By means of background, the task I am about to undertake is one for which I am well-trained, and have a plethora experience with, after all it is the simple task of chopping an onion.
I learned to cook in the kitchen of the Savoy Hotel in London, where I was extensively reminded of the importance of knife safety, and repetitively trained and retrained on the appropriate technique for dicing, slicing and chopping of said onion.
With the first slice of the knife I removed the tip of my left pinkie finger…
What followed was a relatively calm elevation and compression exercise, while putting away all the dinner and meal ingredients, turning off the TV, laptop and iPad, and then determining what to do…
Over the next twenty-four hours, I heard from my OT, RN and MD friends that this was a reminder of some of the basic tenets of distraction, safety science and human factors. This was, after they cared for my injury, treated me exceptionally well, and suppressed the giggles and smirks of “funny that the guy that talks about reducing distractions and putting error prone humans into safe systems doesn’t seem to heed his own advice…”, a somewhat painful and rather bloody example of to err is human.
The loop was especially well closed by my friend and colleague, David Ring MD at Massachusetts General Hospital (MGH). David is the Chief of the MGH Orthopedic Hand and Upper Extremity Service, someone I have known for several years, and someone whose willingness to talk openly about his own humanness and natural tendency for error has been an inspiration. Check out his mea culpa:
David took a look at my finger within 24-hours of the accident, and recalled the fact that there is a human tendency to take the routine, habitual, oft repeated task, and stop paying attention to the risks associated with it. He shared that when driving long distances his wife will take the wheel; for him driving has become routine and habitual. He, and most likely she too, are aware of the fact that he is not paying attention to the small variations that could ultimately lead to a harm event.
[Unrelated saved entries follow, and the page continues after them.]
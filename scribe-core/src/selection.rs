//! Cursor and range selection model

use crate::doc::{DocumentTree, Path};

/// A position inside a text node: path from the root plus a char offset
#[derive(Clone, Debug, PartialEq, Eq, PartialOrd, Ord, Hash)]
pub struct Point {
    pub path: Path,
    pub offset: usize,
}

impl Point {
    pub fn new(path: impl Into<Path>, offset: usize) -> Self {
        Self {
            path: path.into(),
            offset,
        }
    }
}

/// Represents a (possibly collapsed) range in the document
#[derive(Clone, Debug, PartialEq, Eq)]
pub struct Selection {
    pub anchor: Point,
    pub focus: Point,
}

impl Selection {
    pub fn new(anchor: Point, focus: Point) -> Self {
        Self { anchor, focus }
    }

    /// Create a collapsed selection (a cursor)
    pub fn collapsed(point: Point) -> Self {
        Self {
            anchor: point.clone(),
            focus: point,
        }
    }

    /// Select everything from the first to the last character of `tree`
    ///
    /// An empty document yields a collapsed selection at the root.
    pub fn all(tree: &DocumentTree) -> Self {
        match (tree.start_point(), tree.end_point()) {
            (Some(start), Some(end)) => Self::new(start, end),
            _ => Self::collapsed(Point::new(Vec::new(), 0)),
        }
    }

    /// Collapsed selection at the end of `tree`
    pub fn end_of(tree: &DocumentTree) -> Self {
        Self::collapsed(tree.end_point().unwrap_or_else(|| Point::new(Vec::new(), 0)))
    }

    pub fn is_collapsed(&self) -> bool {
        self.anchor == self.focus
    }

    /// Get the selection range as (start, end) in document order
    pub fn range(&self) -> (&Point, &Point) {
        if self.anchor <= self.focus {
            (&self.anchor, &self.focus)
        } else {
            (&self.focus, &self.anchor)
        }
    }

    pub fn start(&self) -> &Point {
        self.range().0
    }

    pub fn end(&self) -> &Point {
        self.range().1
    }
}

#[cfg(test)]
mod tests {
    use super::*;

    #[test]
    fn test_range_forward_selection() {
        let sel = Selection::new(Point::new(vec![0, 0], 1), Point::new(vec![2, 0], 3));
        let (start, end) = sel.range();
        assert_eq!(start, &Point::new(vec![0, 0], 1));
        assert_eq!(end, &Point::new(vec![2, 0], 3));
    }

    #[test]
    fn test_range_backward_selection() {
        let sel = Selection::new(Point::new(vec![1, 0], 4), Point::new(vec![1, 0], 2));
        assert_eq!(sel.start().offset, 2);
        assert_eq!(sel.end().offset, 4);
        assert!(!sel.is_collapsed());
    }

    #[test]
    fn test_nested_paths_order_in_document_order() {
        let outer = Point::new(vec![0, 1, 0], 5);
        let later = Point::new(vec![1, 0], 0);
        assert!(outer < later);
    }

    #[test]
    fn test_collapsed() {
        let sel = Selection::collapsed(Point::new(vec![0, 0], 3));
        assert!(sel.is_collapsed());
        assert_eq!(sel.start(), sel.end());
    }

    #[test]
    fn test_all_of_empty_document() {
        let sel = Selection::all(&DocumentTree::default());
        assert!(sel.is_collapsed());
        assert!(sel.anchor.path.is_empty());
    }
}
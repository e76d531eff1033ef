//! Integration tests for scribe-session
//!
//! These tests exercise a session end to end against an on-disk store,
//! including restoring a document across sessions.

use scribe_core::config::StorageFormat;
use scribe_core::{Config, Engine, KeyEvent, Point, Selection};
use scribe_session::{EditorSession, FileStore, KeyOutcome, Store};
use tempfile::TempDir;

/// Helper to open a session over a temp directory
/// Returns (EditorSession, TempDir) - keep the dir alive for the duration of the test
fn create_test_session(config: &Config) -> (EditorSession<FileStore>, TempDir) {
    let dir = tempfile::tempdir().expect("Failed to create temp dir");
    let session = reopen(config, &dir);
    (session, dir)
}

fn reopen(config: &Config, dir: &TempDir) -> EditorSession<FileStore> {
    let engine = Engine::new(config).expect("Failed to build engine");
    EditorSession::open(engine, FileStore::new(dir.path())).expect("Failed to open session")
}

fn type_keys(session: &mut EditorSession<FileStore>, keys: &[&str]) -> Vec<KeyOutcome> {
    keys.iter()
        .map(|key| session.handle_key(&KeyEvent::parse(key)).expect("key failed"))
        .collect()
}

#[test]
fn integration_session_starts_with_default_paragraph() {
    let (session, dir) = create_test_session(&Config::default());
    assert_eq!(session.to_html(), "<p>A line of text in a paragraph.</p>");
    // Nothing is written until something changes
    assert!(!dir.path().join("content").exists());
}

#[test]
fn integration_typing_persists_and_restores() {
    let config = Config::default();
    let (mut session, dir) = create_test_session(&config);

    let outcomes = type_keys(&mut session, &["!", "&", "?"]);
    assert_eq!(
        outcomes,
        vec![KeyOutcome::Inserted, KeyOutcome::Handled, KeyOutcome::Inserted]
    );
    let expected = "<p>A line of text in a paragraph.!and?</p>";
    assert_eq!(session.to_html(), expected);
    assert_eq!(session.revision(), 3);

    let stored = std::fs::read_to_string(dir.path().join("content")).unwrap();
    assert_eq!(stored, expected);

    let restored = reopen(&config, &dir);
    assert_eq!(restored.to_html(), expected);
    assert_eq!(restored.tree(), session.tree());
}

#[test]
fn integration_bold_then_code_block() {
    let (mut session, _dir) = create_test_session(&Config::default());
    let all = Selection::all(session.tree());
    session.select(all).unwrap();

    type_keys(&mut session, &["ctrl+b"]);
    assert_eq!(
        session.to_html(),
        "<p><strong>A line of text in a paragraph.</strong></p>"
    );

    type_keys(&mut session, &["ctrl+`"]);
    assert_eq!(
        session.to_html(),
        "<pre><code><strong>A line of text in a paragraph.</strong></code></pre>"
    );
}

#[test]
fn integration_json_storage_format() {
    let mut config = Config::default();
    config.session.format = StorageFormat::Json;
    config.session.storage_key = "draft".to_string();
    let (mut session, dir) = create_test_session(&config);

    session
        .select(Selection::collapsed(Point::new(vec![0, 0], 0)))
        .unwrap();
    type_keys(&mut session, &[">"]);

    let store = FileStore::new(dir.path());
    let blob = store.get("draft").unwrap().expect("draft was stored");
    assert!(blob.starts_with("{\"document\""));

    let restored = reopen(&config, &dir);
    assert_eq!(restored.tree().text(), ">A line of text in a paragraph.");
}

#[test]
fn integration_corrupt_blob_falls_back_to_default() {
    let config = Config::default();
    let dir = tempfile::tempdir().unwrap();
    std::fs::write(dir.path().join("content"), "{\"document\":").unwrap();

    let session = reopen(&config, &dir);
    assert_eq!(session.tree().text(), "A line of text in a paragraph.");
}
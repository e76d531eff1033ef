//! Tree JSON: the `{"document": {"nodes": [...]}}` value shape

use serde::{Deserialize, Serialize};

use crate::doc::{DocumentTree, RawNode};
use crate::error::Result;
use crate::schema::Schema;

#[derive(Debug, Serialize, Deserialize)]
struct Value {
    document: RawDocument,
}

#[derive(Debug, Serialize, Deserialize)]
struct RawDocument {
    #[serde(default)]
    nodes: Vec<RawNode>,
}

/// Serialize a tree as JSON
pub fn to_string(tree: &DocumentTree) -> Result<String> {
    let value = Value {
        document: RawDocument {
            nodes: tree.to_raw_nodes(),
        },
    };
    Ok(serde_json::to_string(&value)?)
}

/// Parse a tree from JSON, validating it against `schema`
pub fn from_str(input: &str, schema: &Schema) -> Result<DocumentTree> {
    let value: Value = serde_json::from_str(input)?;
    DocumentTree::build(
        &RawNode::Document {
            nodes: value.document.nodes,
        },
        schema,
    )
}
I had undertaken my routine task so many times that I believed I could simultaneously safely perform other tasks at the same time, while taking in the noise of the digital world along with TV images. This over-confidence resulted in a missing fingertip. This over-confidence in healthcare environments can result in care providers putting themselves, and their patients, in unsafe and potentially deadly situations. While still dealing with the discomfort (and embarrassment), I am kind of grateful for the reminder.